◆ **Data for this exercise**:
────────────────
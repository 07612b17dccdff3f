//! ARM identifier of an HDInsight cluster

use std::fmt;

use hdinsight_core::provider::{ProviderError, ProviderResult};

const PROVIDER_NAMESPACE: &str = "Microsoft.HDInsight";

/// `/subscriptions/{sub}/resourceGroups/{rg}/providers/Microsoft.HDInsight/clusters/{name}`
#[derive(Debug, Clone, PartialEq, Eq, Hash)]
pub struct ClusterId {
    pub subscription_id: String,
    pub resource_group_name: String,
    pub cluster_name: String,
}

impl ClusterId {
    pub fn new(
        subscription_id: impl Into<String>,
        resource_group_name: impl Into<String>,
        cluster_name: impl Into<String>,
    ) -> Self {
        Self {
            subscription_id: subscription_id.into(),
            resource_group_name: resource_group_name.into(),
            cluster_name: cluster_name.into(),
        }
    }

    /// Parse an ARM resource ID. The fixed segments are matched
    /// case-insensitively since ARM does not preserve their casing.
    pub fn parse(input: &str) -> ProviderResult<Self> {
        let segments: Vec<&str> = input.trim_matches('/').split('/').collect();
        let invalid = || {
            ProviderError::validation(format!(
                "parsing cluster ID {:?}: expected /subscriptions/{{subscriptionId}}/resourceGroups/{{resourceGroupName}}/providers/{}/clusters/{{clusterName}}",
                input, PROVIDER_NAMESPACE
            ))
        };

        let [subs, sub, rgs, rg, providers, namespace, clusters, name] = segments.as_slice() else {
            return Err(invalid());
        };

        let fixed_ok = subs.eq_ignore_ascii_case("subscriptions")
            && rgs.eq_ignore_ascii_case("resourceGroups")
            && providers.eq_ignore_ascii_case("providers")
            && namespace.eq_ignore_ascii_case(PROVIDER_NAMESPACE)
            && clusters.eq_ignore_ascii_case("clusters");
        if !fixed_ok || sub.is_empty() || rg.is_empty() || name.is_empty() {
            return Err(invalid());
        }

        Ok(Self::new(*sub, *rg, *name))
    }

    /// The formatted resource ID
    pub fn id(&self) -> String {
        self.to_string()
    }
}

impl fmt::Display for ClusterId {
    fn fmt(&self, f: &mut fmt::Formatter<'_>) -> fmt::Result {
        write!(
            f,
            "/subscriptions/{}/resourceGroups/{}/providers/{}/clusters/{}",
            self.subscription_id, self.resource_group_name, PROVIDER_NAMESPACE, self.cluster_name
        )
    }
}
────────────────
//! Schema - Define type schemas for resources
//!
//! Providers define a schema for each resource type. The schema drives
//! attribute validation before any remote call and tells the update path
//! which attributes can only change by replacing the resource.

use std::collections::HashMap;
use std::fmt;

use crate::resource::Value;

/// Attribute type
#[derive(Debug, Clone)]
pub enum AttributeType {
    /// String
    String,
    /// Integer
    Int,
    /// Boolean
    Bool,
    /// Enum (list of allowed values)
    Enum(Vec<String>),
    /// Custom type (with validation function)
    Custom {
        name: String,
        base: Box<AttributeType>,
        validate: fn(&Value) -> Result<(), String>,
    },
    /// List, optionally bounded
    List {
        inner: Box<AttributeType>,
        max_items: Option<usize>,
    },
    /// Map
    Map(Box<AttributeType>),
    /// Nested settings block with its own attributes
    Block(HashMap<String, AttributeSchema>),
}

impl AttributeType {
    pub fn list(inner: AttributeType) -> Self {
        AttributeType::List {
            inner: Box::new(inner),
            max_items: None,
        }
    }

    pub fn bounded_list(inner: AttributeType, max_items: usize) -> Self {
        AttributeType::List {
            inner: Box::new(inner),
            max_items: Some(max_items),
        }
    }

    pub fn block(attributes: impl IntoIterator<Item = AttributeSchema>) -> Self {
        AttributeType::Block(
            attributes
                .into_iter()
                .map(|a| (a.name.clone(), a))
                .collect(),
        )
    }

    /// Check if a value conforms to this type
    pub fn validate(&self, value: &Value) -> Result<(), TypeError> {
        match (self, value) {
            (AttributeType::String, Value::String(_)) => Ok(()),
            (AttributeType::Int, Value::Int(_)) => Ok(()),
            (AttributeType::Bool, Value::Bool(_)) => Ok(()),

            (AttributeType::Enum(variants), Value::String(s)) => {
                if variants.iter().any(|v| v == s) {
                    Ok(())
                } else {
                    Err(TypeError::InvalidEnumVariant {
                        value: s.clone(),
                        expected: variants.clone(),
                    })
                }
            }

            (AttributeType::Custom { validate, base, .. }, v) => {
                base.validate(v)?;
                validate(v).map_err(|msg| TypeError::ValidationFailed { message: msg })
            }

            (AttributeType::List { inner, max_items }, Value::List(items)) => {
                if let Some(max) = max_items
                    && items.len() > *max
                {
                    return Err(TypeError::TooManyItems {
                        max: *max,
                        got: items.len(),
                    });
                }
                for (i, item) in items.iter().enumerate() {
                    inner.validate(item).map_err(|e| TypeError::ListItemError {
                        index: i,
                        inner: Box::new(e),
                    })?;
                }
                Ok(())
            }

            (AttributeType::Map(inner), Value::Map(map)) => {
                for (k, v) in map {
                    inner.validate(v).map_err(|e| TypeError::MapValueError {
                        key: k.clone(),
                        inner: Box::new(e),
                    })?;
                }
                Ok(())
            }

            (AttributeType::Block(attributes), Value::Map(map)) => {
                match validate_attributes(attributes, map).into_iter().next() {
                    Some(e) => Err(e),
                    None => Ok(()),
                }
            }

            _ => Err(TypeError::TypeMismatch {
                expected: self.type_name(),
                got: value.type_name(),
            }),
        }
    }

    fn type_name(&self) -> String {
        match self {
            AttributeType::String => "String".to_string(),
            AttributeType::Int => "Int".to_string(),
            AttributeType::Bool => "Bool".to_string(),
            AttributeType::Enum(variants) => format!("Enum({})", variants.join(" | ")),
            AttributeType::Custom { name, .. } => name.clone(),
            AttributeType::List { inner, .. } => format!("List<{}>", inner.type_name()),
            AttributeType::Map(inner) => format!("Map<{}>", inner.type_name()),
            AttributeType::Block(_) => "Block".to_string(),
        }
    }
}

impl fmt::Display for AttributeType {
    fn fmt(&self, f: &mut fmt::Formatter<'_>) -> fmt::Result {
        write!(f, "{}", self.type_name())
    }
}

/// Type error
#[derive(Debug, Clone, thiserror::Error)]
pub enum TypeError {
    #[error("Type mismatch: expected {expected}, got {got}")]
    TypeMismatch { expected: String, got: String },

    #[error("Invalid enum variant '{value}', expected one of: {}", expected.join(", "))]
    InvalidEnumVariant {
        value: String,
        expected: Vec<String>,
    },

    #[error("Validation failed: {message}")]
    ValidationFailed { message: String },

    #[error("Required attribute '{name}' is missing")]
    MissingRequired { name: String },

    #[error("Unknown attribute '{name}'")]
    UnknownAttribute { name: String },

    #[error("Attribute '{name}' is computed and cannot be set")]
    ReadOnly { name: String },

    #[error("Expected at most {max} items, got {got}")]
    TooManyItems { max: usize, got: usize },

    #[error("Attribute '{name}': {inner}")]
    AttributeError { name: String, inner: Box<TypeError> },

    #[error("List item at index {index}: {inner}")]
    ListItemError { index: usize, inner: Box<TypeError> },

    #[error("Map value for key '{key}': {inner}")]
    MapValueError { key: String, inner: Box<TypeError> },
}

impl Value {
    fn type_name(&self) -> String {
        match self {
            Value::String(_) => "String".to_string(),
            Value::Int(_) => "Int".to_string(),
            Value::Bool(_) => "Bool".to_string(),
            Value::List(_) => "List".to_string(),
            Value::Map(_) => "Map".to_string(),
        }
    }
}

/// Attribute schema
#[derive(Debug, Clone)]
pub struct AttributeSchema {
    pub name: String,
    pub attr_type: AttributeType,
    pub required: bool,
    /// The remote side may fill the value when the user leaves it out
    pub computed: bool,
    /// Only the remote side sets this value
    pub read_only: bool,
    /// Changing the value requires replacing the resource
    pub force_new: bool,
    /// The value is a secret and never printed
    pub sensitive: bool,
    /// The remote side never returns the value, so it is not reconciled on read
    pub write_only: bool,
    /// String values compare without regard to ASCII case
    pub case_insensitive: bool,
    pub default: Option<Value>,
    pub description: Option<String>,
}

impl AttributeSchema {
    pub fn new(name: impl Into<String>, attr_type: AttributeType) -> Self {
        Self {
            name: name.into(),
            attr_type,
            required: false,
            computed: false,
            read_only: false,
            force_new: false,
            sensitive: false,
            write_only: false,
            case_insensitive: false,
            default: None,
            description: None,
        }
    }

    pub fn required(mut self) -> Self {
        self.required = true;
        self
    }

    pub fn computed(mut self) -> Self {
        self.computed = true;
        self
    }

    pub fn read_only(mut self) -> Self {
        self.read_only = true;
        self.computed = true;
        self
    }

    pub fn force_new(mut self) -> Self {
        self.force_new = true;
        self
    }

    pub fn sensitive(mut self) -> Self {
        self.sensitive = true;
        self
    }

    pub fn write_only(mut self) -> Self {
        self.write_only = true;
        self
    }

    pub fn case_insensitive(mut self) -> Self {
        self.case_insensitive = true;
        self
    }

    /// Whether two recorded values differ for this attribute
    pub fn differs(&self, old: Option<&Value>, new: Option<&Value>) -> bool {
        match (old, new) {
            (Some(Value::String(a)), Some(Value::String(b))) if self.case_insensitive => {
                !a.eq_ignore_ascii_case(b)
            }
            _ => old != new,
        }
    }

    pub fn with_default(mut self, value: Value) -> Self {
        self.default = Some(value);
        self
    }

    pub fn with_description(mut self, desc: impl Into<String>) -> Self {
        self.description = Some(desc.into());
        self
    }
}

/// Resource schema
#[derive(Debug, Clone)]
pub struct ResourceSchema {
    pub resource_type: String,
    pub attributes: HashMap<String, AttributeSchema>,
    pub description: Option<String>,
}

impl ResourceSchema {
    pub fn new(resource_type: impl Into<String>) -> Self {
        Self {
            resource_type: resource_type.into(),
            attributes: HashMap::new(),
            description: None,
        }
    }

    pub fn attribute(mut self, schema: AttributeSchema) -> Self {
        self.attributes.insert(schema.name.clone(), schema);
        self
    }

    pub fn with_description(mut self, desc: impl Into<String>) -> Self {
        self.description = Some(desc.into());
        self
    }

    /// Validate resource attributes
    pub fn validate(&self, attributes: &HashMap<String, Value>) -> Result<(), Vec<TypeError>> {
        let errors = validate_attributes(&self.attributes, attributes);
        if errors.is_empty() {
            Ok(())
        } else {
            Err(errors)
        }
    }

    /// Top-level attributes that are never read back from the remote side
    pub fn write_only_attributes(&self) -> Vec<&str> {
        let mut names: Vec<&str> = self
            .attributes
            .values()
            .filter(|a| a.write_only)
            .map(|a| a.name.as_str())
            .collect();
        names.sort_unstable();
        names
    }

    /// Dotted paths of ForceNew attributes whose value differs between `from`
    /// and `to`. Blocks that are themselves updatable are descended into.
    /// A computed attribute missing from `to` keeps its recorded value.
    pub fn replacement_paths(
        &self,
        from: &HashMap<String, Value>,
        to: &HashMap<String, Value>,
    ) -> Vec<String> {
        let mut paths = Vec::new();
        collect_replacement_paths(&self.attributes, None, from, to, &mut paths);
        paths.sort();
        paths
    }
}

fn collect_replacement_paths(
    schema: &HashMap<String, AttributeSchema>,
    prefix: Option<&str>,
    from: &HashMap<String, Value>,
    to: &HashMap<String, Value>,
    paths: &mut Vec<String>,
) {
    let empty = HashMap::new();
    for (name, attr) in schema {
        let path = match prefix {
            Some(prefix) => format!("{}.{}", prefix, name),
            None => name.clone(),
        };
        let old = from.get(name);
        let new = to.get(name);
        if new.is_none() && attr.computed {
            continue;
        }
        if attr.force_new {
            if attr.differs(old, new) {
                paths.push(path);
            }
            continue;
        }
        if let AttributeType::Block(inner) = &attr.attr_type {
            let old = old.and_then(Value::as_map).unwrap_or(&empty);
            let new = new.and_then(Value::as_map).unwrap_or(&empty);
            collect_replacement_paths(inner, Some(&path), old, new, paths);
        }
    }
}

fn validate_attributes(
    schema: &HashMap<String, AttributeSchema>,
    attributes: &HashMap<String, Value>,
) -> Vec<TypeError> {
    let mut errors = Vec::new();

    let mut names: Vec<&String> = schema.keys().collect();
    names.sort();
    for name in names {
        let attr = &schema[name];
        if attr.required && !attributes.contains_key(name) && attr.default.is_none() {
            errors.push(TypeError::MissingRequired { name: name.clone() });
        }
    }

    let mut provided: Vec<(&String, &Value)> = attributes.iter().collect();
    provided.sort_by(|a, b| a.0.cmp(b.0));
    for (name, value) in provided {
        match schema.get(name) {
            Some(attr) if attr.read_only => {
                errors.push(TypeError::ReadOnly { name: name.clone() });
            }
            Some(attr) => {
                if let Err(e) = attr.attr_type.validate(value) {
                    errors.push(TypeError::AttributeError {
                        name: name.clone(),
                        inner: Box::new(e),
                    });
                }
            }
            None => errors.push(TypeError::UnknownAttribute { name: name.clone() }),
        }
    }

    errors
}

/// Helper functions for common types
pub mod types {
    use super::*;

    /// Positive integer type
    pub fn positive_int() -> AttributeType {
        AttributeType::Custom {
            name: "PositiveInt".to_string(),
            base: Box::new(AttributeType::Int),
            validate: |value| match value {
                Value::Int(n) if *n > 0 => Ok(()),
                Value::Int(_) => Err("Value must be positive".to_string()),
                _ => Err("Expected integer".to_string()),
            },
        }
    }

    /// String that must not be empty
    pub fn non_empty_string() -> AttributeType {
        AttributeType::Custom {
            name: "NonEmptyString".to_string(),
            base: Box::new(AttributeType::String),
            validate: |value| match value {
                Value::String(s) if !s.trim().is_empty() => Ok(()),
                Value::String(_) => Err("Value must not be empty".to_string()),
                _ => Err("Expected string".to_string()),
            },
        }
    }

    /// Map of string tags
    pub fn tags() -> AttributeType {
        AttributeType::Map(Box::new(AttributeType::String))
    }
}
────────────────
◆ **Aim of the task**: Find "usize" in the preceding records. Copy each line that holds it.

◆ **Exercise answer**:
        max_items: Option<usize>,
    pub fn bounded_list(inner: AttributeType, max_items: usize) -> Self {
    TooManyItems { max: usize, got: usize },
    ListItemError { index: usize, inner: Box<TypeError> },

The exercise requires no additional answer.